## DATA PROVIDED
▶
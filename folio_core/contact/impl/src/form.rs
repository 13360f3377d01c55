use folio_models::{
    contact::{FormField, FormFields, MessagePayload, ValidationState},
    notification::NotificationEvent,
};
use tracing::debug;

pub const INCOMPLETE_TEXT: &str = "Please fill in all fields before sending.";
pub const SENT_TEXT: &str = "Message sent successfully! I will get back to you soon.";

/// State machine behind the contact form.
///
/// Holds the field values and the latest validation snapshot and decides what
/// happens on each submit intent. It performs no I/O: a successful
/// [`ContactForm::submit`] hands out the payload to send, and the caller
/// reports the relay's verdict through [`ContactForm::dispatch_succeeded`] or
/// [`ContactForm::dispatch_failed`].
#[derive(Debug, Clone)]
pub struct ContactForm {
    fields: FormFields,
    validation: ValidationState,
    phase: SubmissionPhase,
    last_outcome: Option<SubmissionOutcome>,
    recipient_label: String,
    fallback_address: String,
}

#[derive(Debug, Clone, Copy, PartialEq, Eq)]
pub enum SubmissionPhase {
    Idle,
    Dispatching,
}

/// How the most recent finished submit attempt ended.
#[derive(Debug, Clone, Copy, PartialEq, Eq)]
pub enum SubmissionOutcome {
    Rejected,
    Dispatched,
    DispatchFailed,
}

#[derive(Debug, Clone, PartialEq, Eq)]
pub enum SubmitStep {
    /// At least one field is empty; nothing is sent.
    Rejected {
        validation: ValidationState,
        notification: NotificationEvent,
    },
    /// A previous submission has not completed yet.
    Busy,
    /// The form is complete; send this payload exactly once.
    Dispatch(MessagePayload),
}

impl ContactForm {
    pub fn new(recipient_label: impl Into<String>, fallback_address: impl Into<String>) -> Self {
        Self {
            fields: FormFields::default(),
            validation: ValidationState::default(),
            phase: SubmissionPhase::Idle,
            last_outcome: None,
            recipient_label: recipient_label.into(),
            fallback_address: fallback_address.into(),
        }
    }

    pub fn set_name(&mut self, name: String) {
        self.set(FormField::Name, name);
    }

    pub fn set_contact_info(&mut self, contact_info: String) {
        self.set(FormField::ContactInfo, contact_info);
    }

    pub fn set_message(&mut self, message: String) {
        self.set(FormField::Message, message);
    }

    /// Invalid flags are left alone; they only change on the next submit.
    pub fn set(&mut self, field: FormField, value: String) {
        self.fields.set(field, value);
    }

    pub fn fields(&self) -> &FormFields {
        &self.fields
    }

    pub fn field(&self, field: FormField) -> &str {
        self.fields.get(field)
    }

    pub fn validation(&self) -> ValidationState {
        self.validation
    }

    pub fn field_error(&self, field: FormField) -> Option<&'static str> {
        self.validation
            .is_invalid(field)
            .then(|| field.error_text())
    }

    pub fn phase(&self) -> SubmissionPhase {
        self.phase
    }

    pub fn last_outcome(&self) -> Option<SubmissionOutcome> {
        self.last_outcome
    }

    pub fn is_dispatching(&self) -> bool {
        self.phase == SubmissionPhase::Dispatching
    }

    pub fn submit(&mut self) -> SubmitStep {
        if self.is_dispatching() {
            debug!("submit refused, dispatch in flight");
            return SubmitStep::Busy;
        }

        self.validation = ValidationState::of(&self.fields);

        match MessagePayload::from_fields(&self.fields, &self.recipient_label) {
            Some(payload) if self.validation.is_valid() => {
                debug!("form complete, dispatching");
                self.phase = SubmissionPhase::Dispatching;
                SubmitStep::Dispatch(payload)
            }
            _ => {
                debug!(validation = ?self.validation, "form incomplete, rejected");
                self.last_outcome = Some(SubmissionOutcome::Rejected);
                SubmitStep::Rejected {
                    validation: self.validation,
                    notification: NotificationEvent::Warning(INCOMPLETE_TEXT.into()),
                }
            }
        }
    }

    pub fn dispatch_succeeded(&mut self) -> NotificationEvent {
        self.finish(SubmissionOutcome::Dispatched);
        self.fields.clear();
        NotificationEvent::Success(SENT_TEXT.into())
    }

    pub fn dispatch_failed(&mut self) -> NotificationEvent {
        self.finish(SubmissionOutcome::DispatchFailed);
        NotificationEvent::Failure(failure_text(&self.fallback_address))
    }

    /// Return to idle after a dispatch whose result will never arrive.
    pub fn abandon_dispatch(&mut self) {
        if self.is_dispatching() {
            debug!("dispatch abandoned");
            self.phase = SubmissionPhase::Idle;
        }
    }

    fn finish(&mut self, outcome: SubmissionOutcome) {
        debug!(?outcome, "dispatch finished");
        self.phase = SubmissionPhase::Idle;
        self.last_outcome = Some(outcome);
    }
}

pub fn failure_text(fallback_address: &str) -> String {
    format!(
        "Failed to send message. Please try again or contact me directly at {fallback_address}."
    )
}

#[cfg(test)]
mod tests {
    use pretty_assertions::assert_eq;

    use super::*;

    fn form(name: &str, contact_info: &str, message: &str) -> ContactForm {
        let mut form = ContactForm::new("Owner", "owner@example.com");
        form.set_name(name.into());
        form.set_contact_info(contact_info.into());
        form.set_message(message.into());
        form
    }

    #[test]
    fn starts_empty_and_idle() {
        let form = ContactForm::new("Owner", "owner@example.com");

        assert_eq!(*form.fields(), FormFields::default());
        assert_eq!(form.validation(), ValidationState::default());
        assert_eq!(form.phase(), SubmissionPhase::Idle);
        assert_eq!(form.last_outcome(), None);
    }

    #[test]
    fn all_empty_rejected() {
        let mut form = form("", "", "");

        let step = form.submit();

        assert_eq!(
            step,
            SubmitStep::Rejected {
                validation: ValidationState {
                    name_invalid: true,
                    contact_info_invalid: true,
                    message_invalid: true,
                },
                notification: NotificationEvent::Warning(INCOMPLETE_TEXT.into()),
            }
        );
        assert_eq!(form.phase(), SubmissionPhase::Idle);
        assert_eq!(form.last_outcome(), Some(SubmissionOutcome::Rejected));
        assert_eq!(form.field_error(FormField::Name), Some("Please enter your name"));
    }

    #[test]
    fn complete_form_dispatches() {
        let mut form = form("Ada", "ada@example.com", "Hello");

        let step = form.submit();

        let SubmitStep::Dispatch(payload) = step else {
            panic!("expected dispatch, got {step:?}");
        };
        assert_eq!(*payload.sender_name, "Ada");
        assert_eq!(*payload.sender_contact, "ada@example.com");
        assert_eq!(*payload.body, "Hello");
        assert_eq!(payload.recipient_label, "Owner");
        assert!(form.is_dispatching());
        assert_eq!(form.validation(), ValidationState::default());
    }

    #[test]
    fn busy_while_dispatching() {
        let mut form = form("Ada", "ada@example.com", "Hello");
        form.submit();

        assert_eq!(form.submit(), SubmitStep::Busy);
        assert!(form.is_dispatching());
    }

    #[test]
    fn success_clears_fields() {
        let mut form = form("Ada", "ada@example.com", "Hello");
        form.submit();

        let notification = form.dispatch_succeeded();

        assert_eq!(notification, NotificationEvent::Success(SENT_TEXT.into()));
        assert_eq!(*form.fields(), FormFields::default());
        assert_eq!(form.phase(), SubmissionPhase::Idle);
        assert_eq!(form.last_outcome(), Some(SubmissionOutcome::Dispatched));
    }

    #[test]
    fn failure_keeps_fields() {
        let mut form = form("Ada", "ada@example.com", "Hello");
        form.submit();

        let notification = form.dispatch_failed();

        assert_eq!(
            notification,
            NotificationEvent::Failure(
                "Failed to send message. Please try again or contact me directly at \
                 owner@example.com."
                    .into()
            )
        );
        assert_eq!(*form.fields(), FormFields::new("Ada", "ada@example.com", "Hello"));
        assert_eq!(form.phase(), SubmissionPhase::Idle);
        assert_eq!(form.last_outcome(), Some(SubmissionOutcome::DispatchFailed));
    }

    #[test]
    fn edit_keeps_invalid_flag_until_next_submit() {
        let mut form = form("Ada", "", "Hello");
        form.submit();
        assert!(form.validation().contact_info_invalid);

        form.set_contact_info("ada@example.com".into());
        assert!(form.validation().contact_info_invalid);
        assert_eq!(
            form.field_error(FormField::ContactInfo),
            Some("Please enter your email or phone number")
        );

        form.submit();
        assert!(!form.validation().contact_info_invalid);
        assert_eq!(form.field_error(FormField::ContactInfo), None);
    }

    #[test]
    fn abandon_returns_to_idle() {
        let mut form = form("Ada", "ada@example.com", "Hello");
        form.submit();

        form.abandon_dispatch();

        assert_eq!(form.phase(), SubmissionPhase::Idle);
        assert_eq!(form.last_outcome(), None);
        assert_eq!(*form.fields(), FormFields::new("Ada", "ada@example.com", "Hello"));
    }

    #[test]
    fn resubmit_after_failure() {
        let mut form = form("Ada", "ada@example.com", "Hello");
        form.submit();
        form.dispatch_failed();

        assert!(matches!(form.submit(), SubmitStep::Dispatch(_)));
    }
}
◀
## ASSIGNED TASK
Retype only this range exactly: the first line of the data through the line where "pub enum SubmitStep" appears.

## EXERCISE ANSWER
filename folio_core/contact/impl/src/form.rs
repository 13360f3377d01c55
use folio_models::{
    contact::{FormField, FormFields, MessagePayload, ValidationState},
    notification::NotificationEvent,
};
use tracing::debug;

pub const INCOMPLETE_TEXT: &str = "Please fill in all fields before sending.";
pub const SENT_TEXT: &str = "Message sent successfully! I will get back to you soon.";

/// State machine behind the contact form.
///
/// Holds the field values and the latest validation snapshot and decides what
/// happens on each submit intent. It performs no I/O: a successful
/// [`ContactForm::submit`] hands out the payload to send, and the caller
/// reports the relay's verdict through [`ContactForm::dispatch_succeeded`] or
/// [`ContactForm::dispatch_failed`].
#[derive(Debug, Clone)]
pub struct ContactForm {
    fields: FormFields,
    validation: ValidationState,
    phase: SubmissionPhase,
    last_outcome: Option<SubmissionOutcome>,
    recipient_label: String,
    fallback_address: String,
}

#[derive(Debug, Clone, Copy, PartialEq, Eq)]
pub enum SubmissionPhase {
    Idle,
    Dispatching,
}

/// How the most recent finished submit attempt ended.
#[derive(Debug, Clone, Copy, PartialEq, Eq)]
pub enum SubmissionOutcome {
    Rejected,
    Dispatched,
    DispatchFailed,
}

#[derive(Debug, Clone, PartialEq, Eq)]
pub enum SubmitStep {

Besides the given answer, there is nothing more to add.